‘Is there anything else I can help you with?’ is a common way for a customer service representative to end a telemarketing call. Once the main script is over and the caller has been signed up to learn more about a new product or canvassed on their opinion of a company, this signals the end of the call to most people.
A polite ‘no thanks’ is usually the response, but it is also a cue for the customer to ask any other questions they may have about the company or its products. And sometimes, after listening to a customer ranting on for several minutes, it may be better if the CSR chooses not to ask the question. After all, the irate customer has just made it plain that the company is not their favourite organisation and maybe even told the unfortunate CSR that they will be cancelling their contract with the firm forthwith.
My usual response, especially when a call handler has gone above and beyond to help me solve a problem, is usually to come out with some variation on, ‘no, I think that’s enough for you to be dealing with for now, isn’t it?’ thank them and end the call.
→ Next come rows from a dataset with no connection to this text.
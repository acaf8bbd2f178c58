//! CSV / JSON / text exports of a stored analysis

use super::summary::SummaryReport;
use super::Threshold;
use crate::normalize::records::value_text;
use crate::normalize::Row;
use crate::session::AnalysisResult;
use anyhow::{Context, Result};
use chrono::NaiveDateTime;
use std::path::{Path, PathBuf};

/// The three downloadable artifacts
#[derive(Debug, Clone, Copy, PartialEq, Eq)]
pub enum ExportKind {
    Csv,
    Json,
    Summary,
}

impl ExportKind {
    pub const ALL: [ExportKind; 3] = [ExportKind::Csv, ExportKind::Json, ExportKind::Summary];

    pub fn label(&self) -> &'static str {
        match self {
            ExportKind::Csv => "CSV",
            ExportKind::Json => "JSON",
            ExportKind::Summary => "Summary Report",
        }
    }

    /// Timestamped file name, minute resolution
    pub fn file_name(&self, at: NaiveDateTime) -> String {
        let stamp = at.format("%Y%m%d_%H%M");
        match self {
            ExportKind::Csv => format!("fda_results_{}.csv", stamp),
            ExportKind::Json => format!("fda_results_{}.json", stamp),
            ExportKind::Summary => format!("summary_{}.txt", stamp),
        }
    }

    pub fn render(
        &self,
        result: &AnalysisResult,
        threshold: Threshold,
        contact: &str,
        at: NaiveDateTime,
    ) -> Result<String> {
        match self {
            ExportKind::Csv => to_csv(&result.rows),
            ExportKind::Json => to_json(&result.rows),
            ExportKind::Summary => Ok(SummaryReport::new(result, threshold, contact, at).render()),
        }
    }
}

/// One line per row; header is the union of columns in first-seen order
pub fn to_csv(rows: &[Row]) -> Result<String> {
    let mut columns: Vec<&str> = Vec::new();
    for row in rows {
        for key in row.keys() {
            if !columns.contains(&key.as_str()) {
                columns.push(key);
            }
        }
    }

    let mut writer = csv::Writer::from_writer(Vec::new());
    writer
        .write_record(&columns)
        .context("Failed to write CSV header")?;
    for row in rows {
        let cells = columns
            .iter()
            .map(|c| row.get(*c).map(value_text).unwrap_or_default());
        writer
            .write_record(cells)
            .context("Failed to write CSV row")?;
    }

    let bytes = writer
        .into_inner()
        .map_err(|e| anyhow::anyhow!("Failed to flush CSV: {}", e))?;
    String::from_utf8(bytes).context("CSV output is not UTF-8")
}

/// Pretty JSON array of the rows as received (2-space indent)
pub fn to_json(rows: &[Row]) -> Result<String> {
    serde_json::to_string_pretty(rows).context("Failed to serialize records to JSON")
}

/// Write all three exports into `dir`, creating it if needed
pub fn write_exports(
    dir: &Path,
    result: &AnalysisResult,
    threshold: Threshold,
    contact: &str,
    at: NaiveDateTime,
) -> Result<Vec<PathBuf>> {
    std::fs::create_dir_all(dir)
        .with_context(|| format!("Failed to create export directory {:?}", dir))?;

    let mut written = Vec::with_capacity(ExportKind::ALL.len());
    for kind in ExportKind::ALL {
        let path = dir.join(kind.file_name(at));
        let content = kind.render(result, threshold, contact, at)?;
        std::fs::write(&path, content).with_context(|| format!("Failed to write {:?}", path))?;
        tracing::info!("Exported {} to {}", kind.label(), path.display());
        written.push(path);
    }
    Ok(written)
}

#[cfg(test)]
mod tests {
    use super::*;
    use crate::normalize::normalize;
    use crate::trigger::AnalysisRequest;
    use serde_json::{json, Value};
    use std::time::Duration;

    fn result_from(response: Value) -> AnalysisResult {
        let table = normalize(response.clone()).unwrap();
        let request = AnalysisRequest::new(table.rows.len() as u32);
        AnalysisResult::from_table(table, request, response, Duration::from_secs(4)).unwrap()
    }

    fn result() -> AnalysisResult {
        result_from(json!([
            {"record_id": "A-1", "source": "cadec", "ai_severity_score": 4, "ai_category": "cardiac, QT"},
            {"record_id": 2, "source": "pubmed", "ai_severity_score": 2, "pubmed_title": "Study", "drug": "x"},
        ]))
    }

    fn at() -> NaiveDateTime {
        NaiveDateTime::parse_from_str("2026-02-03 14:07", "%Y-%m-%d %H:%M").unwrap()
    }

    #[test]
    fn test_file_names() {
        assert_eq!(ExportKind::Csv.file_name(at()), "fda_results_20260203_1407.csv");
        assert_eq!(ExportKind::Json.file_name(at()), "fda_results_20260203_1407.json");
        assert_eq!(ExportKind::Summary.file_name(at()), "summary_20260203_1407.txt");
    }

    #[test]
    fn test_csv_header_is_column_union() {
        let csv = to_csv(&result().rows).unwrap();
        let mut lines = csv.lines();
        let header = lines.next().unwrap();
        assert_eq!(
            header,
            "record_id,source,ai_severity_score,ai_category,pubmed_title,drug"
        );
        // Embedded comma is quoted
        assert_eq!(lines.next().unwrap(), "A-1,cadec,4,\"cardiac, QT\",,");
        assert_eq!(lines.next().unwrap(), "2,pubmed,2,,Study,x");
        assert!(lines.next().is_none());
    }

    #[test]
    fn test_json_export_reparses_to_same_rows() {
        // Coercible values and a missing record_id must survive untouched
        let original = result_from(json!([
            {"source": "pubmed", "ai_severity_score": "5", "pubmed_id": 12345},
            {"record_id": 2, "ai_severity_score": 3.0, "zeta": 1, "alpha": 2},
        ]));
        let text = to_json(&original.rows).unwrap();
        assert!(text.starts_with("[\n  {"));

        let decoded: Value = serde_json::from_str(&text).unwrap();
        let again = normalize(decoded).unwrap();
        assert_eq!(again.rows, original.rows);

        let keys: Vec<&str> = again.rows[1].keys().map(String::as_str).collect();
        assert_eq!(keys, ["record_id", "ai_severity_score", "zeta", "alpha"]);
    }

    #[test]
    fn test_csv_does_not_invent_columns() {
        let r = result_from(json!([
            {"source": "pubmed", "ai_severity_score": "5", "pubmed_id": 12345},
        ]));
        let csv = to_csv(&r.rows).unwrap();
        let mut lines = csv.lines();
        assert_eq!(lines.next().unwrap(), "source,ai_severity_score,pubmed_id");
        assert_eq!(lines.next().unwrap(), "pubmed,5,12345");
    }

    #[test]
    fn test_write_exports_creates_three_files() {
        let dir = tempfile::tempdir().unwrap();
        let target = dir.path().join("out");

        let paths =
            write_exports(&target, &result(), Threshold::default(), "ops@example.org", at()).unwrap();
        assert_eq!(paths.len(), 3);
        for path in &paths {
            assert!(path.exists());
        }
        let summary = std::fs::read_to_string(&paths[2]).unwrap();
        assert!(summary.contains("TOTAL RECORDS ANALYZED: 2"));
    }
}
// TUI module - Terminal User Interface
//
// This module manages the terminal UI using ratatui. It handles:
// - Terminal initialization and cleanup
// - Event loop (keyboard input, timer ticks, background results)
// - Running workflow calls and health probes off the UI loop

pub mod app;
pub mod clipboard;
pub mod components;
pub mod layout;
pub mod modal;
pub mod theme;
pub mod views;

use crate::config::Config;
use crate::logging::LogBuffer;
use crate::trigger::{HealthStatus, Outcome, TriggerClient};
use anyhow::{Context, Result};
use app::{App, AppEvent, Command};
use crossterm::{
    event::{self, Event},
    execute,
    terminal::{disable_raw_mode, enable_raw_mode, EnterAlternateScreen, LeaveAlternateScreen},
};
use ratatui::{backend::CrosstermBackend, Terminal};
use std::io;
use std::time::{Duration, Instant};
use tokio::sync::mpsc;

/// Run the TUI
///
/// This function sets up the terminal, runs the event loop, and cleans up
/// when done.
pub async fn run_tui(log_buffer: LogBuffer, config: Config) -> Result<()> {
    // Set up terminal
    enable_raw_mode().context("Failed to enable raw mode")?;
    let mut stdout = io::stdout();
    execute!(stdout, EnterAlternateScreen).context("Failed to setup terminal")?;
    let backend = CrosstermBackend::new(stdout);
    let mut terminal = Terminal::new(backend).context("Failed to create terminal")?;

    let mut app = App::with_config(log_buffer, config);

    // Run the event loop
    let result = run_event_loop(&mut terminal, &mut app).await;

    // Restore terminal
    disable_raw_mode().context("Failed to disable raw mode")?;
    execute!(terminal.backend_mut(), LeaveAlternateScreen)
        .context("Failed to restore terminal")?;
    terminal.show_cursor().context("Failed to show cursor")?;

    result
}

/// Main event loop
///
/// This loop handles three types of events:
/// 1. Keyboard input (for navigation and commands)
/// 2. Timer ticks (for periodic redraws and spinners)
/// 3. Background results (workflow outcome, health probe)
async fn run_event_loop(
    terminal: &mut Terminal<CrosstermBackend<io::Stdout>>,
    app: &mut App,
) -> Result<()> {
    let (event_tx, mut event_rx) = mpsc::unbounded_channel::<AppEvent>();
    let mut tick_interval = tokio::time::interval(Duration::from_millis(200));

    // Probe the deployment once at startup so the sidebar can warn early
    spawn_command(app.health_check(), &event_tx);

    loop {
        terminal
            .draw(|f| views::draw(f, app))
            .context("Failed to draw terminal")?;

        tokio::select! {
            // Keyboard input
            _ = async {
                if event::poll(Duration::from_millis(10)).unwrap_or(false) {
                    if let Ok(Event::Key(key_event)) = event::read() {
                        if let Some(command) = app.handle_key(key_event) {
                            spawn_command(command, &event_tx);
                        }
                    }
                }
            } => {}

            // Periodic tick for redrawing
            _ = tick_interval.tick() => {
                app.tick_animation();
            }

            // Background results
            Some(app_event) = event_rx.recv() => {
                app.apply_event(app_event);
            }
        }

        if app.should_quit {
            break;
        }
    }

    Ok(())
}

/// Run a command on a tokio task; its result comes back through `tx`
fn spawn_command(command: Command, tx: &mpsc::UnboundedSender<AppEvent>) {
    let tx = tx.clone();
    match command {
        Command::Trigger {
            base_url,
            webhook_path,
            record_count,
        } => {
            tokio::spawn(async move {
                let started = Instant::now();
                let outcome = match TriggerClient::new(&base_url, &webhook_path) {
                    Ok(client) => client.trigger(record_count).await,
                    Err(e) => {
                        tracing::error!("Cannot build workflow client: {:#}", e);
                        Outcome::ConnectionError {
                            url: format!("{}/{}", base_url, webhook_path),
                        }
                    }
                };
                let elapsed = started.elapsed();
                // Receiver only goes away when the UI is shutting down
                let _ = tx.send(AppEvent::TriggerFinished { outcome, elapsed });
            });
        }
        Command::CheckHealth {
            base_url,
            webhook_path,
        } => {
            tokio::spawn(async move {
                let status = match TriggerClient::new(&base_url, &webhook_path) {
                    Ok(client) => client.check_health().await,
                    Err(e) => {
                        tracing::error!("Cannot build workflow client: {:#}", e);
                        HealthStatus::Sleeping
                    }
                };
                let _ = tx.send(AppEvent::HealthChecked(status));
            });
        }
    }
}

#[cfg(test)]
mod tests {
    use super::*;
    use crate::trigger::mock::{MockReply, MockWorkflow};

    #[tokio::test]
    async fn trigger_command_reports_back() {
        let mock = MockWorkflow::spawn(MockReply::Records).await.unwrap();
        let (tx, mut rx) = mpsc::unbounded_channel();

        spawn_command(
            Command::Trigger {
                base_url: mock.base_url(),
                webhook_path: "webhook/test".to_string(),
                record_count: 4,
            },
            &tx,
        );

        let event = rx.recv().await.unwrap();
        mock.shutdown().await;

        let mut config = Config::default();
        config.record_count = 4;
        let mut app = App::with_config(LogBuffer::new(), config);
        app.start_analysis();
        app.apply_event(event);
        assert_eq!(app.session.result().map(|r| r.len()), Some(4));
    }

    #[tokio::test]
    async fn health_command_reports_back() {
        let mock = MockWorkflow::spawn(MockReply::Records).await.unwrap();
        let (tx, mut rx) = mpsc::unbounded_channel();

        spawn_command(
            Command::CheckHealth {
                base_url: mock.base_url(),
                webhook_path: "webhook/test".to_string(),
            },
            &tx,
        );

        let event = rx.recv().await.unwrap();
        mock.shutdown().await;
        assert!(matches!(event, AppEvent::HealthChecked(HealthStatus::Online)));
    }
}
Everyone from receptionists to hospital staff seems to be using the phrase these days, and coming up with a different reply each time keeps me on my toes and engaged with them as well as distracting me from the fact that – yet again – I’m on the phone to a call centre asking for help or listening to them telling me about products I probably won’t buy, but will express interest in just to be pleasant to the call handler.
One of the advantages of telemarketing firms is that the CSRs are trained to deal with all kinds of responses from their customers or leads. Generally, my default is to give firms my mobile number. If no message is left on a missed call and no text follows, I am unlikely to return the call. Giving mobile numbers as main contact numbers is becoming more frequent, and the very best CSRs will know how to deal with this and may even have a specific script to follow when leaving a message to try and hook the warm lead into ringing back. The smaller offices where staff who handle your initial registration also chase your later renewal are often the best at this. I usually remember the names of the staff I talk to at these smaller brokers and branches, and while they employ the same rules as large telemarketing call centres, these places are more personable because they leave messages and wait for my call back.
When the staff ask ‘Is there anything else I can help you with?’ I am more likely to say, ‘not unless you can help me retire early/lessen my workload/become an overnight millionaire’, thus making them laugh, safe in the knowledge that their call has been completed satisfactorily and there is nothing more they can do to help me with today.